流石に城の内側に飛び降りるのははばかられたので、城門前にストンと着地してウルゼルさんを降ろしてあげる。降ろしてあげるけど……ウルゼルさんはいつまでも私に抱きついたまま離れない。
「ウルゼルさん、私の事好きになったの? そんなに情熱的に抱き着いちゃってさ」
私が冗談めかしてそういうと、ウルゼルさんは顔を真っ赤にして照れて――
「殺す気か! アホ! おしっこ出ちゃうかと思った……」
る訳ではなく、怒ってたわ。泣きボクロがチャーミングポイントのウルゼルさんが涙目になっているのは結構グッとくるね。
「もう一度飛ぶ?」
「やらん!」
「残念。でもウルゼルさんの頑張りのおかげでもうお城の前だよ?」
いつまでも私の顔を見つめ続けるウルゼルさんの肩をポンポンと叩いてから、ポカンとした顔で職務放棄している城門前の兵士を指さした。
「……ホントだ。とりあえず行くか。ん? 立てない」
地面にぺたんと座ったままウルゼルさんが首を傾げている。どうやら腰が抜けたらしい。
私はヨイショとウルゼルさんをお姫様抱っこして、兵士の所へ近付いていく。
「傾聴! 我らがマグデハウゼン帝国騎士、ウルゼル・ホニャラーラ男爵令嬢が、任務遂行ののち、名誉の負傷! 直ちに適切な治療が必要な為、通されたし!」
私が魔力を練り上げて威厳たっぷりに伝えるが、兵士は動かない。
「ならば通らせてもらう!」
二メートルはありそうな大きな鉄格子の様な物を足で持ち上げてから、落ちないように背中で支えてくぐる様にして通る。未だにポカンとしているウルゼルさんで両手が塞がってるから不格好な通り方になってしまった。

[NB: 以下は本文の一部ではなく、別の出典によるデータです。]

use std::collections::BTreeSet;

use chrono::{DateTime, NaiveDate, Utc};

use crate::domain::entities::header::{CellRef, NodeId, NodeRegistry, SheetId};

/// Curator note attached to a cell, with cleaned text. Orthogonal to the
/// cell's structural role.
#[derive(Debug, Clone, PartialEq, Eq)]
pub struct Annotation {
    pub cell: CellRef,
    pub text: String,
    pub author: Option<String>,
    pub date: Option<NaiveDate>,
}

/// One multidimensional data point. The dimension set is fixed at emission
/// time and never revisited.
#[derive(Debug, Clone, PartialEq, Eq)]
pub struct Observation {
    pub cell: CellRef,
    pub value: String,
    pub dimensions: BTreeSet<NodeId>,
    pub annotation: Option<Annotation>,
}

/// Sheet-level bookkeeping emitted after the scan.
#[derive(Debug, Clone, PartialEq, Eq)]
pub struct SheetDescriptor {
    pub id: SheetId,
    pub name: String,
    pub row_count: u32,
    pub col_count: u32,
    pub marked_cells: u32,
    pub titles: Vec<String>,
}

/// Everything one sheet's forward scan produced.
#[derive(Debug, Clone)]
pub struct SheetExtract {
    pub descriptor: SheetDescriptor,
    pub nodes: NodeRegistry,
    pub observations: Vec<Observation>,
    pub annotations: Vec<Annotation>,
}

impl SheetExtract {
    pub fn has_marked_cells(&self) -> bool {
        self.descriptor.marked_cells > 0
    }
}

/// Dataset-level wrapper metadata over the per-sheet outputs.
#[derive(Debug, Clone, PartialEq, Eq)]
pub struct DatasetDescriptor {
    pub name: String,
    pub source_path: String,
    /// Number of sheets in the source workbook, including unmarked ones.
    pub sheet_count: u32,
    pub started_at: DateTime<Utc>,
    pub ended_at: DateTime<Utc>,
}

/// A whole workbook's extraction output. Sheets without any marked cell are
/// dropped before the dataset is assembled.
#[derive(Debug, Clone)]
pub struct DatasetExtract {
    pub descriptor: DatasetDescriptor,
    pub sheets: Vec<SheetExtract>,
}

impl DatasetExtract {
    pub fn observation_count(&self) -> usize {
        self.sheets.iter().map(|s| s.observations.len()).sum()
    }
}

鉄格子は自動で閉まるようになっているらしく、私が支えるのをやめると後ろでどしんと音が鳴った。
「ノエルちゃん! これ通り方が違うぞ! 二人がかりで鎖を巻くんだ!」
「言うの遅いよ? それじゃおじゃましまーす」
今度は大きな鉄製の扉を、後ろ向きにおしりで押して開けていく。金属がきしむような音を立てながら扉が開き、城門の内側へと入れた。
「あぁもう無茶苦茶だ……。多分立てるから降ろしてくれ」
「はいはい」
私はそっとウルゼルさんの足を地面に着けると、しっかりとした足取りで地面に降り立った。
「おぉ! クララがたったよ!」
「誰がクララだ……。帝都に着くまでは結構常識的な振る舞いだったのに急に無茶苦茶やり出すし。これが世間を賑わす噂の妖精の気まぐれか」
ウルゼルさんは憎らしげに私の頬をびーっと引っ張ってから歩き出した。だが効かないんだな!
まだ門を抜けただけで、建物の内部に入れた訳じゃない。建物までの道はあまり飾り気はなく、シンプルな石畳の地面と、植え込みが植わっているだけだ。真っ直ぐ歩いて城へと向かった。
「これからどうするの? 陛下の所行く?」
「流石にそうはいかない。先ずは団長に帰還の報告、団長から将軍に報告が行き、そこからようやく陛下へ報告が行くだろう」
「おっそ。庭にサカモト降ろしていい? いつになるかわからないのに飛んだままじゃ疲れちゃうよ」
ワンチャン招待状片手に謁見の間にでも外から入るって案も私の中にはあるが、イタズラ心で少しはしゃぎ過ぎたし辞めておこう。
「……そうだな。その辺は団長に相談して訓練場辺りにでも降りてもらおう」
「へぇ! 何か思ったより臨機応変に対応してくれるね。ありがとう!」
「……こちらの常識が通じない以上、常識的な対応をしてても意味がないからな。疲れたとか言ってサカモトが尖塔にでも止まったら兵士が潰れて死ぬ。それなら訓練場を明け渡す方が確実だ」
サカモトは私達が居ないと眠る怠け者属性あるしね。痺れを切らして降りてこないとも限らない。
あーでもないこーでもないと、少し忙しそうに考え事を始めたウルゼルさんと一緒に、ようやく城の内部に入った。